“Ninguém está preparado para esta notícia”
Doenças raras
O diagnóstico assume uma importância crucial. Há uns anos não havia medicamentos, agora existem. Quanto mais cedo se diagnosticar a doença, melhor êxito terá o tratamento.”
Mariana nasceu linda, robusta e muito ativa para a sua tenra idade. Tão ativa que levava os pais a brincar: as meninas são mais despachadas do que os rapazes, comparando-a com o irmão Guilherme, três anos mais velho. Aos 11 meses houve uma espécie de apagão, os movimentos da bebé, que já tentava sentar-se e andar, começaram a regredir, a ponto de não conseguir gatinhar. Descobriram ao fim de sete meses que se tratava de atrofia muscular espinhal tipo 2. Mas já era tarde para tomar um medicamento de toma única para atrasar a diminuição gradual da massa e da força musculares. Agora, fazem parte da campanha para que a doença seja introduzida no rastreio neonatal – o “teste do pezinho”.
“A gravidez e o parto foram normais, a Mariana era mais gordinha do que o Guilherme, que nasceu antes do tempo”, recorda Carlos Almendra, o pai da Mariana, que agora tem 3 anos.
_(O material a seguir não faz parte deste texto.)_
//! Result Reshaper: Gremlin responses to GraphQL-shaped JSON.
//!
//! The response envelope is a `g:List` whose elements decide the shape: a
//! single map becomes one object, several maps or one nested list become an
//! array of objects, and anything else is returned as the raw value.

use crate::config::MalformedElementPolicy;
use cypherql_adapters::query::gremlin::{self, GraphsonValue};
use cypherql_common::utils::error::{ReshapeError, Result};
use indexmap::IndexMap;
use serde_json::{Map, Value};

/// Reshapes Gremlin responses using a field-alias map.
#[derive(Debug, Clone, Copy, Default)]
pub struct Reshaper {
    policy: MalformedElementPolicy,
}

impl Reshaper {
    /// Creates a reshaper with the given malformed-element policy.
    pub fn new(policy: MalformedElementPolicy) -> Self {
        Self { policy }
    }

    /// Converts a Gremlin response into GraphQL-shaped JSON.
    ///
    /// `response` is either the full HTTP body (`{"result": {"data": ...}}`)
    /// or the data envelope itself. `alias_map` maps stored keys to GraphQL
    /// field names; its `"id"` entry names the identity field.
    ///
    /// # Errors
    ///
    /// Returns [`ReshapeError::UnexpectedEnvelope`] if the envelope is not a
    /// list or holds several nested lists, [`ReshapeError::MalformedElement`]
    /// for a non-map element or a map with a non-scalar key under
    /// [`MalformedElementPolicy::Fail`], or a parse error for invalid GraphSON.
    pub fn reshape(&self, response: &Value, alias_map: &IndexMap<String, String>) -> Result<Value> {
        let envelope = response
            .get("result")
            .and_then(|r| r.get("data"))
            .unwrap_or(response);

        let GraphsonValue::List(elements) = gremlin::decode(envelope)? else {
            return Err(ReshapeError::UnexpectedEnvelope(format!(
                "expected a g:List, got {}",
                kind_of(envelope)
            ))
            .into());
        };

        match elements.as_slice() {
            [] => Ok(Value::Null),
            [GraphsonValue::Map(pairs)] => map_object(pairs, alias_map),
            // One traverser per vertex, as `elementMap()` returns
            [GraphsonValue::Map(_), ..] => self.map_array(&elements, alias_map),
            [GraphsonValue::List(items), rest @ ..] => {
                if !rest.is_empty() {
                    return Err(ReshapeError::UnexpectedEnvelope(format!(
                        "expected a single list, got {} top-level elements",
                        elements.len()
                    ))
                    .into());
                }
                self.map_array(items, alias_map)
            }
            [other] => Ok(other.to_json()),
            [_, ..] => Ok(Value::Array(elements.iter().map(GraphsonValue::to_json).collect())),
        }
    }

    fn map_array(&self, items: &[GraphsonValue], alias_map: &IndexMap<String, String>) -> Result<Value> {
        let mut out = Vec::with_capacity(items.len());
        for (index, item) in items.iter().enumerate() {
            let mapped = match item {
                GraphsonValue::Map(pairs) => map_object(pairs, alias_map),
                other => Err(ReshapeError::MalformedElement {
                    index,
                    message: format!("expected a map, got {}", other.to_json()),
                }
                .into()),
            };
            match (mapped, self.policy) {
                (Ok(object), _) => out.push(object),
                (Err(e), MalformedElementPolicy::Skip) => {
                    tracing::warn!(index, error = %e, "skipping malformed element");
                }
                (
                    Err(cypherql_common::Error::Reshape(ReshapeError::InvalidKey(key))),
                    MalformedElementPolicy::Fail,
                ) => {
                    return Err(ReshapeError::MalformedElement {
                        index,
                        message: format!("map key {key} is not a string"),
                    }
                    .into());
                }
                (Err(e), MalformedElementPolicy::Fail) => return Err(e),
            }
        }
        Ok(Value::Array(out))
    }
}

/// Convenience wrapper using the default policy.
///
/// # Errors
///
/// See [`Reshaper::reshape`].
pub fn reshape(response: &Value, alias_map: &IndexMap<String, String>) -> Result<Value> {
    Reshaper::default().reshape(response, alias_map)
}

fn map_object(pairs: &[(GraphsonValue, GraphsonValue)], alias_map: &IndexMap<String, String>) -> Result<Value> {
    let mut object = Map::new();
    for (key, value) in pairs {
        let Some(stored) = key.as_key() else {
            return Err(ReshapeError::InvalidKey(key.to_json().to_string()).into());
        };
        let output = match stored.as_str() {
            "label" => "type".to_string(),
            "id" => alias_map.get("id").cloned().unwrap_or(stored),
            _ => alias_map.get(&stored).cloned().unwrap_or(stored),
        };
        object.insert(output, value.to_json());
    }
    Ok(Value::Object(object))
}

fn kind_of(value: &Value) -> &'static str {
    match value.get("@type").and_then(Value::as_str) {
        Some("g:Map") => "g:Map",
        Some(_) => "a typed scalar",
        None if value.is_object() => "an object",
        None => "a scalar",
    }
}

#[cfg(test)]
mod tests {
    use super::*;
    use serde_json::json;

    fn aliases() -> IndexMap<String, String> {
        IndexMap::from([
            ("id".to_string(), "identity".to_string()),
            ("fullName".to_string(), "name".to_string()),
        ])
    }

    #[test]
    fn test_empty_list_is_null() {
        let response = json!({"@type": "g:List", "@value": []});
        assert_eq!(reshape(&response, &aliases()).unwrap(), Value::Null);
    }

    #[test]
    fn test_scalar_result() {
        let response = json!({"@type": "g:List", "@value": [{"@type": "g:Int64", "@value": 12}]});
        assert_eq!(reshape(&response, &aliases()).unwrap(), json!(12));
    }

    #[test]
    fn test_not_a_list() {
        let response = json!({"@type": "g:Map", "@value": []});
        let err = reshape(&response, &aliases()).unwrap_err();
        assert!(err.to_string().contains("expected a g:List, got g:Map"));
    }

    #[test]
    fn test_invalid_key() {
        let response = json!({"@type": "g:List", "@value": [
            {"@type": "g:Map", "@value": [{"@type": "g:List", "@value": []}, 1]}
        ]});
        assert!(matches!(
            reshape(&response, &aliases()),
            Err(cypherql_common::Error::Reshape(ReshapeError::InvalidKey(_)))
        ));
    }
}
Viveram o seu primeiro ano com preocupação, talvez notassem que a menina tinha uma grande flexibilidade, mas nada que os fizesse desconfiar de doenças, muito menos raras. Passou um ano, 13, 14 meses, e Mariana não andava, antes pelo contrário. Foram ao pediatra, depois ao ortopedista, que nada de preocupante detetaram. Passaram para um neurologista, também não observou preocupações, mas o irmão de Carlos, que é neurologista, disse-lhes que deviam fazer um eletroneuromiograma (permite diagnosticar lesões no sistema nervoso periférico). Marcaram o exame e foram de férias. Quando lhes telefonaram para dar o resultado pessoalmente, perceberam que podia ser grave.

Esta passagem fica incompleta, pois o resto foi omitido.